The present: the venerable institution, like many Valley-based VCs and technology companies, has begun to see India has an emerging hub for technology-driven innovation. VC friends in Bangalore tell me there’s a delegation of Stanford academia and students in the city almost very quarter. They talk to local entrepreneurs, network with VCs here and some students even come back to start companies. I’ve met a couple of guys who are setting up startups at this moment but can’t disclose details.
What I can tell you is that Stanford University has incubated its first Indian tech startup — 3D Solid Compression — it is an interactive 3D modeling company. Some of you may have already met them. I stumbled upon them about a year ago when I met the CEO, KK Venkatraman, at a VC-startup networking do at SVB Global’s premises in Bangalore. Venkat had joined them in July that year and explained to me that the 3DSoc had started off as a joint initiative between Stanford University and the Indian Institute of Science (IISc), Bangalore. Translation: it was incubated on-campus at IISc and seed funded by the two institutes. The founders are academics — Fritz Pinz, professor of mechanical engineering and material sciences at Stanford, Krishnan Ramaswami, research consultant at IISc, and B Gurumoorthy, professor or mechanical engineering and product design at IISc. The company’s patented products are out now under the names VISViewer and VISTrans.
I’m not a technology expert so will not be able to explain what these products do. You could visit the website to find out more. I’m going to invite Venkat to write in a little explanatory piece, if he’s game. Not sure if they’ve managed to rope in funding yet. When I spoke to Venkat last October, he was in the market for funding. Hope they get there.

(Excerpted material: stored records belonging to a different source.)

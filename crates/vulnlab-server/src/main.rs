// SPDX-License-Identifier: Apache-2.0

//! Binary entry point for the vulnlab demo host.

mod cli;
mod logging;

use anyhow::{Context, Result};
use clap::Parser;
use tracing::debug;
use vulnlab_core::{all_fixtures, load_config};
use vulnlab_server::AppState;

use crate::cli::Cli;

#[tokio::main]
async fn main() -> Result<()> {
    let cli = Cli::parse();
    logging::init_logging(cli.verbose);

    if cli.list {
        println!("{}", serde_json::to_string_pretty(all_fixtures())?);
        return Ok(());
    }

    let mut config = load_config().context("Failed to load configuration")?;
    debug!("Configuration loaded successfully");

    if let Some(host) = cli.host {
        debug!("Overriding host to: {host}");
        config.server.host = host;
    }
    if let Some(port) = cli.port {
        debug!("Overriding port to: {port}");
        config.server.port = port;
    }

    let state = AppState::new()
        .await
        .context("Failed to initialize fixture state")?;

    vulnlab_server::run_http(&config.server.host, config.server.port, state).await
}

Update: Venkat explains what 3D Soc does:
Today 3-Dimensional (3D) Computer Graphics is restricted to the realms of the high end and specialized world of CAD/CAM and Animation software. 3DSoC’s vision is to extend the power of 3D to pretty much everyone who wants to visualise in 3D. It could be many things – like someone wanting a 3D walkthrough of their architectural plans or to exchange 3D greetings or maybe an aspiring sportsman wanting a 3D analysis of his personal performances or a consumer shopping for a product like say a mobile phone or a laptop, wanting a virtual experience. And importantly, you’d prefer to have these 3D experiences right from your web browser, rather than having to install any custom software.
One of the primary challenges here lies in the large files size of 3D models – today you’ll need dedicated bandwidth to transmit them over a network. 3DSoc has addressed this challenge by coming up with a patented file format (called VIS), which could potentially compress 3D models by about 100 times – this implies: (a) the models can be squeezed enough to go over even low bandwidth pipes,(b) you could have an interactive experience & (c) the models could be received on ANY device connected to the internet through a standard web browser. Its’ a bit like what MP3 is to Audio. Hope that helps!